Con el barco listoy la tripu enrolada, llegó en fin la hora de zarpar para la primera parte del viaje: desde Panamá a Bermuda. Diez y ocho días de ceñida, os puedo asegurar, no es tampoco lo que elegiría como vacaciones alguien en su sano juicio. Pero dentro de lo que cabe tuvimos mucha suerte con la ventana meteorológica, y embocamos el windward passage entre Cuba y Haití al buen momento. También tuvimos suerte con la pesca, y dependiendo del día tuvimos hasta momentos de verdadero relax, leyendo tirados en la hamaca: un relax que solo se consigue en alta mar, lejos de toda cobertura de datos. Pegarse 18 días sin WhassAp, sin Feisbuc, sin ni siquiera los i-meil ni ese Guguel que te sugiere todo, al día de hoy es algo parecido aun retiro espiritual en un templo budista: una auténtica catarsis regeneradora. Sin embargo, a la siguiente escala, nada más echar el ancla todo el mundo se precipita a tierra mendigando un poco de WiFi.
De la misma forma, al zarpar, incluso soltando la última amarra todo tripulante menos la perra estaba con el móvil en la mano para bajar el último parte, mandar el último mensaje, hasta que la última rayita de conexión se extinguía otra vez en el horizonte, para dejar espacio a otras dos o tres semanas de emancipación desde la hiperconectividad.
En fin, la escala en Bermuda fue otra experiencia que poco tuvo a que ver con la idea corriente de vacaciones: es verdad que, forzados a esperar unos repuestos de winch que tardaban en llegar, tuvimos tiempo de visitar un poco la hermosa isla; sin embargo los precios de todo eran tan prohibitivos, que ni siquiera el día de mi cumpleaños (un cumple redondo, lo de los cuarenta) me atreví a ir a comer afuera: ¿si en un supermercado 4 cebollas salen 7$, 4Kg de patatas 11$, y un pan de molde 5$, qué debe de costar un plato combinado? La estancia en Bermuda fue una auténtica experiencia de pobreza, y nos dio mucho que pensar… los migrantes sin papeles que ven los precios de la comida en la Barceloneta deben de flipar igual que nosotros allá, salvo que nuestro ascetismo gastronómico duró poco más que una semana.
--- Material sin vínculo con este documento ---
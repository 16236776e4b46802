use crate::config::constant::{BASE_RATE, RATE_STEP, WEIGHT_INCREMENT, WEIGHT_THRESHOLD};

/// Per-km delivery rate for a truck carrying `weight`.
///
/// Up to the threshold the base rate applies; above it, every started
/// increment adds one rate step (`10 + 8 * ceil((w - 5) / 5)`).
pub fn cost_rate_per_km(weight: f64) -> f64 {
    if weight <= WEIGHT_THRESHOLD {
        return BASE_RATE;
    }
    let extra = ((weight - WEIGHT_THRESHOLD) / WEIGHT_INCREMENT).ceil();
    BASE_RATE + extra * RATE_STEP
}

/// Rate for running empty between centers.
pub fn empty_rate() -> f64 {
    cost_rate_per_km(0.0)
}
/// Possible errors
///
/// The cost computation itself never fails; these cover configuration,
/// input parsing and the outer surfaces (CSV, HTTP, environment).

#[derive(Debug, thiserror::Error)]
pub enum Error {
    #[error(transparent)]
    IO(#[from] std::io::Error),

    #[error(transparent)]
    Csv(#[from] csv::Error),

    #[error("invalid network: {0}")]
    Network(String),

    #[error("unknown product code '{0}'")]
    UnknownProduct(String),

    #[error("negative quantity {quantity} for product {product}")]
    NegativeQuantity { product: String, quantity: i64 },

    #[error("invalid order entry '{0}'")]
    OrderSyntax(String),

    #[error("configuration error: {0}")]
    Config(String),
}

pub type Result<T> = core::result::Result<T, Error>;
Bueno, en realidad la austeridad de la cambusa nos acompañó durante todo el siguiente tramo del viaje, unas 1700 millas a vuelo de pájaro, y hasta a Azores no tuvimos ni queso, ni fruta, ni chocolate u otros lujos. Pero el cuerpo humano se adapta a todo… y a bordo de un barco, el listón del confort puede bajar sustancialmente. Por ejemplo, al norte del paralelo 33, el clima nos empezó a parecer demasiado frío para ducharnos al aire libre con agua de mar, con lo cual nos acabamos conformando con estar más de dos semanas sin realmente ducharnos. Cada vez que uno va al baño, no es tan inmediato como darle a un botón o tirar de una cadena, sino que hay que bombear 20 o 30 veces con la bomba manual de agua salada; Cocinar y fregar platos se vuelve una tarea circense cuando el oleaje supera los cuatro o cinco metros; Despertarse de noche cada pocas horas para los turnos de guardia, sobretodo cuando afuera llueve o las olas barren la cubierta, puede ser mucho más duro de cualquier trabajo remunerado que me haya tocado nunca desempeñar… Especialmente la desagradable sensación de salir de la cama y ponerse un traje mojado para ir al timón, supera hasta los bolos más degradantes, como las giras veraniegas con orquestas de fiestas mayores.
Podría detenerme a contar de como una ola anómala rompió sobre el barco justo mientras yo estaba saliendo por la escotilla, inundando el interior como una cascada, ocasionando varios cortocircuitos en la instalación eléctrica y dejando afuera de servicio una nevera, o como pasé una noche en velas mirando como el anemómetro iba subiendo y el barómetro bajando, u otras amenidades que son pan de cada día para el patrón de un barco en un pasaje oceánico.
Podría hacer una lista de todo lo que se fue rompiendo y que tuvimos que reparar sobre la marcha para salir del paso, pero también sería aburrido… Qué sí, pasamos por dos depresiones con viento a 40 nudos y olas de 6 metros; también por unas calmas chichas que nos obligaron a recurrir al motor. Nada que un hombre de mar no sepa asumir con stoicismo, aunque está claro que en la vida del marinero hay momentos más agradables (I hate storms, but calms undermine my spirit es el dicho del Anarchist Yacht Clubb). Pero el fin de este post no es hacer victimismo, ni aterrorizar a marineros en cierne, sino simplemente destacar que, si esas son vacaciones, entonces son vacaciones de un tipo muy peculiar.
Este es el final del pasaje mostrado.